Ketika dinyatakan bahwa 80% individu yang terinfeksi SARS-Cov2 hanya mengalami flu ringan, bagaimana dengan sisanya?

Inilah masalahnya. 20% itu gabungan jumlah individu yang mengalami sesak nafas serius, kritis (14-17%) dan meninggal (2-3%).

Pertanyaannya, apakah individu yang mengalami sesak nafas tadi memang bisa sembuh sendiri, atau memang ada perjuangan yang luar biasa untuk menyembuhkannya?

Kita tidak bisa menutup mata, bahwa angka persentase kematian 'hanya' 2-3% itu bukan angka pasien yang sembuh sendiri. Mereka dirawat di ruang khusus, lengkap dengan piranti canggih, dan tim medisnya menggunakan alat pelindung masker super ketat.

Kita bisa membayangkan, seandainya kita membiarkan saja semua kasus sesak nafas dan berharap bisa 'sembuh sendiri' , apakah angka kematian bisa bertahan di angka 2-3%? jangan-jangan melonjak hingga 20%? Di sinilah kerumitan yang dihadapi otoritas kesehatan di seluruh dunia.
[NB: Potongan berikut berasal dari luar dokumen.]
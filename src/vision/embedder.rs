//! Pretrained ResNet50 feature network (ONNX, global average pooled)

use crate::features::ImageEmbedding;
use crate::models::loader::{LoadedModel, ModelLoader};
use crate::models::ImageEmbedder;
use crate::vision::preprocess::PreparedImage;
use anyhow::{Context, Result};
use std::path::Path;
use std::sync::RwLock;
use tracing::debug;

/// Image feature extractor backed by an ONNX export of ResNet50
/// without its classification head.
pub struct OnnxImageEmbedder {
    model: RwLock<LoadedModel>,
}

impl OnnxImageEmbedder {
    pub fn load<P: AsRef<Path>>(loader: &ModelLoader, path: P) -> Result<Self> {
        let model = loader.load_model(path, "resnet50")?;
        Ok(Self {
            model: RwLock::new(model),
        })
    }
}

impl ImageEmbedder for OnnxImageEmbedder {
    fn embed(&self, image: &PreparedImage) -> Result<ImageEmbedding> {
        let (dims, values) = {
            let mut model = self
                .model
                .write()
                .map_err(|e| anyhow::anyhow!("Lock error: {}", e))?;
            model.run_f32(image.shape().to_vec(), image.data().to_vec())?
        };

        debug!(output_shape = ?dims, "Image features extracted");
        ImageEmbedding::new(values)
            .with_context(|| format!("Unexpected image network output shape {:?}", dims))
    }
}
Gejala yang ditampakkan sangat umum, flu, demam, batuk, dan biasanya sesak nafas. Plus tambahan citra radiologis penampakan 'ground glass'. Padahal sekarang memang musimnya flu.

Lalu bagaimana membedakannya dengan kasus COVID-19? Di sini standar emas yang ditetapkan oleh otoritas kesehatan CDC Cina adalah hasil tes RTPCR. Masalahnya pengambilan sampelnya untuk diuji dengan RTPCR tidak semudah mengambil darah, karena virus ini bukan HIV yang mentargetkan sel darah putih di darah. Virus SARSCov2 ini perlu diburu di tenggorokan, nasal, dahak/sputum, atau di Bronchoalveolar Lavage. Maka standar minimal pengambilan sampelnya adalah dengan Nasal dan/atau Throat Swabs.
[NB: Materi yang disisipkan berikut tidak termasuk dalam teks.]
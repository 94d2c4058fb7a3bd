//! Description normalization.
//!
//! Produces the canonical lowercase text the vectorizer was fitted on.
//! HTML entities are decoded and mojibake is repaired. Ligatures and
//! full-width forms are folded, and the text is composed to NFC. Then
//! everything that is neither a word character nor whitespace is dropped
//! and the result is lowercased.

use regex::Regex;
use std::borrow::Cow;
use std::sync::LazyLock;
use unicode_normalization::UnicodeNormalization;

static NON_WORD: LazyLock<Regex> =
    LazyLock::new(|| Regex::new(r"[^\w\s]").expect("static regex is valid"));

/// Upper bound on normalization passes; real input settles after one or two
const MAX_PASSES: usize = 4;

/// Windows-1252 characters in the 0x80..=0x9F byte range
const CP1252_HIGH: [(char, u8); 27] = [
    ('€', 0x80),
    ('‚', 0x82),
    ('ƒ', 0x83),
    ('„', 0x84),
    ('…', 0x85),
    ('†', 0x86),
    ('‡', 0x87),
    ('ˆ', 0x88),
    ('‰', 0x89),
    ('Š', 0x8A),
    ('‹', 0x8B),
    ('Œ', 0x8C),
    ('Ž', 0x8E),
    ('‘', 0x91),
    ('’', 0x92),
    ('“', 0x93),
    ('”', 0x94),
    ('•', 0x95),
    ('–', 0x96),
    ('—', 0x97),
    ('˜', 0x98),
    ('™', 0x99),
    ('š', 0x9A),
    ('›', 0x9B),
    ('œ', 0x9C),
    ('ž', 0x9E),
    ('Ÿ', 0x9F),
];

/// Latin ligatures folded to their letters
const LATIN_LIGATURES: [char; 24] = [
    'Ĳ', 'ĳ', 'Ŀ', 'ŀ', 'ŉ', 'Ǆ', 'ǅ', 'ǆ', 'Ǉ', 'ǈ', 'ǉ', 'Ǌ', 'ǋ', 'ǌ', 'Ǳ', 'ǲ', 'ǳ', 'ﬀ', 'ﬁ',
    'ﬂ', 'ﬃ', 'ﬄ', 'ﬅ', 'ﬆ',
];

/// Normalizes raw product descriptions before vectorization
#[derive(Debug, Clone, Copy, Default)]
pub struct TextNormalizer;

impl TextNormalizer {
    pub fn new() -> Self {
        Self
    }

    /// Normalize a description.
    ///
    /// Passes repeat until the text stops changing, so the output is a
    /// fixed point: normalizing it again returns it unchanged.
    pub fn normalize(&self, text: &str) -> String {
        let mut current = Self::single_pass(text);
        for _ in 1..MAX_PASSES {
            let next = Self::single_pass(&current);
            if next == current {
                break;
            }
            current = next;
        }
        current
    }

    fn single_pass(text: &str) -> String {
        let unescaped = unescape_html(text);
        let repaired = repair_mojibake(&unescaped);
        let folded = fold_compatibility(&repaired);
        let composed: String = folded.nfc().collect();
        NON_WORD.replace_all(&composed, "").to_lowercase()
    }
}

/// Decode HTML entities unless the text looks like markup (contains `<`).
pub fn unescape_html(text: &str) -> Cow<'_, str> {
    if text.contains('<') || !text.contains('&') {
        return Cow::Borrowed(text);
    }
    html_escape::decode_html_entities(text)
}

/// Apply NFKC to Latin ligatures and the full-width/half-width block only.
///
/// Other compatibility characters (superscripts, fractions, ...) are kept.
pub fn fold_compatibility(text: &str) -> Cow<'_, str> {
    if !text.chars().any(needs_folding) {
        return Cow::Borrowed(text);
    }
    let mut folded = String::with_capacity(text.len());
    for c in text.chars() {
        if needs_folding(c) {
            folded.extend(std::iter::once(c).nfkc());
        } else {
            folded.push(c);
        }
    }
    Cow::Owned(folded)
}

fn needs_folding(c: char) -> bool {
    c == '\u{3000}' || ('\u{FF01}'..='\u{FFEF}').contains(&c) || LATIN_LIGATURES.contains(&c)
}

/// Undo UTF-8 text that was decoded as Windows-1252 / Latin-1.
///
/// The text is re-encoded to single bytes and decoded as UTF-8; if either
/// step fails the input is returned untouched. Applied until stable to
/// unwind double encodings.
pub fn repair_mojibake(text: &str) -> Cow<'_, str> {
    let mut current: Cow<'_, str> = Cow::Borrowed(text);
    loop {
        match redecode_once(&current) {
            Some(fixed) => current = Cow::Owned(fixed),
            None => return current,
        }
    }
}

fn redecode_once(text: &str) -> Option<String> {
    if text.is_ascii() {
        return None;
    }
    let bytes = text
        .chars()
        .map(single_byte)
        .collect::<Option<Vec<u8>>>()?;
    String::from_utf8(bytes).ok()
}

fn single_byte(c: char) -> Option<u8> {
    match u32::from(c) {
        code @ 0..=0xFF => Some(code as u8),
        _ => CP1252_HIGH
            .iter()
            .find(|(ch, _)| *ch == c)
            .map(|&(_, byte)| byte),
    }
}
Gambar; Pengambilan Nasal Swab

Maka kunci menghentikan transmisi virus ini adalah pembatasan kontak manusia dengan manusia melalui strategi surveilans. Terinfeksi SARS-Cov2 bukanlah suatu dosa. Apalagi bagi individu muda dibawah 60 tahun, besar kemungkinan hanya menimbulkan gejala flu ringan. Akan tetapi informasi status SARS-Cov-2 ini membantu untuk membatasi penyebaran lebih lanjut. Apabila ada individu muda yang tidak menyadari dirinya sudah membawa virus ini di aliran pernafasannya, maka dia akan menyebarkan ke komunitasnya tanpa dia sadari. Satu individu ini disebut Superspreader. Dan korban dengan kemungkinan tersebar meninggal adalah mereka yang berusia lebih dari 60 tahun.
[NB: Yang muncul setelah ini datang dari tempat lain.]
//! Type definitions for the price prediction service

pub mod quote;
pub mod request;

pub use quote::PriceQuote;
pub use request::{PredictionRequest, Quantity};
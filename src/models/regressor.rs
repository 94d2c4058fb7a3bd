//! ONNX price regression model

use crate::features::FeatureRow;
use crate::models::loader::{LoadedModel, ModelLoader};
use crate::models::PriceRegressor;
use anyhow::Result;
use std::path::Path;
use std::sync::RwLock;
use tracing::debug;

/// Regression model predicting `log(1 + price)` from a dense feature row
pub struct OnnxPriceRegressor {
    /// Session needs exclusive access while running
    model: RwLock<LoadedModel>,
}

impl OnnxPriceRegressor {
    pub fn load<P: AsRef<Path>>(loader: &ModelLoader, path: P) -> Result<Self> {
        let model = loader.load_model(path, "price_model")?;
        Ok(Self {
            model: RwLock::new(model),
        })
    }
}

impl PriceRegressor for OnnxPriceRegressor {
    fn predict_log_price(&self, row: &FeatureRow) -> Result<f64> {
        let shape = vec![1_i64, row.len() as i64];

        let (_, values) = {
            let mut model = self
                .model
                .write()
                .map_err(|e| anyhow::anyhow!("Lock error: {}", e))?;
            model.run_f32(shape, row.to_dense())?
        };

        // Regressors export either [1] or [1, 1]; both flatten to one value.
        let log_price = values
            .first()
            .copied()
            .ok_or_else(|| anyhow::anyhow!("price model returned an empty output"))?;

        debug!(log_price = log_price, width = row.len(), "Price model inference complete");
        Ok(f64::from(log_price))
    }
}
//! ONNX model loader

use anyhow::{Context, Result};
use ort::session::{builder::GraphOptimizationLevel, Session};
use ort::value::Tensor;
use std::path::Path;
use tracing::{debug, info};

/// Loaded ONNX model with metadata
pub struct LoadedModel {
    /// Model name
    pub name: String,
    /// ONNX Runtime session
    pub session: Session,
    /// Input name for the model
    pub input_name: String,
    /// Output name read after a run
    pub output_name: String,
}

impl LoadedModel {
    /// Run the model on one `f32` tensor and return the output's shape and values
    pub fn run_f32(&mut self, shape: Vec<i64>, data: Vec<f32>) -> Result<(Vec<i64>, Vec<f32>)> {
        let input_tensor = Tensor::from_array((shape, data))
            .with_context(|| format!("Failed to create input tensor for {}", self.name))?;

        let outputs = self
            .session
            .run(ort::inputs![self.input_name.as_str() => input_tensor])
            .with_context(|| format!("Inference failed for {}", self.name))?;

        let output = outputs.get(self.output_name.as_str()).with_context(|| {
            format!("Model {} produced no output {:?}", self.name, self.output_name)
        })?;

        let (shape, values) = output
            .try_extract_tensor::<f32>()
            .with_context(|| format!("Output of {} is not an f32 tensor", self.name))?;
        let dims: Vec<i64> = shape.iter().copied().collect();

        debug!(model = %self.name, shape = ?dims, "Model run complete");
        Ok((dims, values.to_vec()))
    }
}

/// Loader for ONNX models
pub struct ModelLoader {
    /// Number of threads for ONNX inference
    onnx_threads: usize,
}

impl ModelLoader {
    /// Create a new model loader with specified number of threads
    pub fn with_threads(onnx_threads: usize) -> Result<Self> {
        // Initialize ONNX Runtime
        ort::init().commit()?;
        info!(onnx_threads = onnx_threads, "ONNX Runtime initialized");
        Ok(Self { onnx_threads })
    }

    /// Load a single ONNX model from file. A missing file is an error.
    pub fn load_model<P: AsRef<Path>>(&self, path: P, name: &str) -> Result<LoadedModel> {
        let path = path.as_ref();
        if !path.is_file() {
            anyhow::bail!("Model file for {} not found at {}", name, path.display());
        }

        info!(model = %name, path = %path.display(), threads = self.onnx_threads, "Loading ONNX model");

        let session = Session::builder()?
            .with_optimization_level(GraphOptimizationLevel::Level3)?
            .with_intra_threads(self.onnx_threads)?
            .commit_from_file(path)
            .with_context(|| format!("Failed to load model from {:?}", path))?;

        let input_name = session
            .inputs
            .first()
            .map(|i| i.name.clone())
            .with_context(|| format!("Model {} declares no inputs", name))?;

        let output_name = session
            .outputs
            .first()
            .map(|o| o.name.clone())
            .with_context(|| format!("Model {} declares no outputs", name))?;

        info!(
            model = %name,
            input = %input_name,
            output = %output_name,
            "Model loaded successfully"
        );

        Ok(LoadedModel {
            name: name.to_string(),
            session,
            input_name,
            output_name,
        })
    }
}

impl Default for ModelLoader {
    fn default() -> Self {
        Self { onnx_threads: 1 }
    }
}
Vaksin dan obat anti COVID19 memang masih dikembangkan. Namun untuk saat ini strategi surveilans perlu memperluas cakupan tes yaitu pada individu yang pernah bepergian ke atau bersinggungan dengan orang dari area wabah (dari Cina misalnya) meskipun mereka sendiri tidak atau belum bergejala.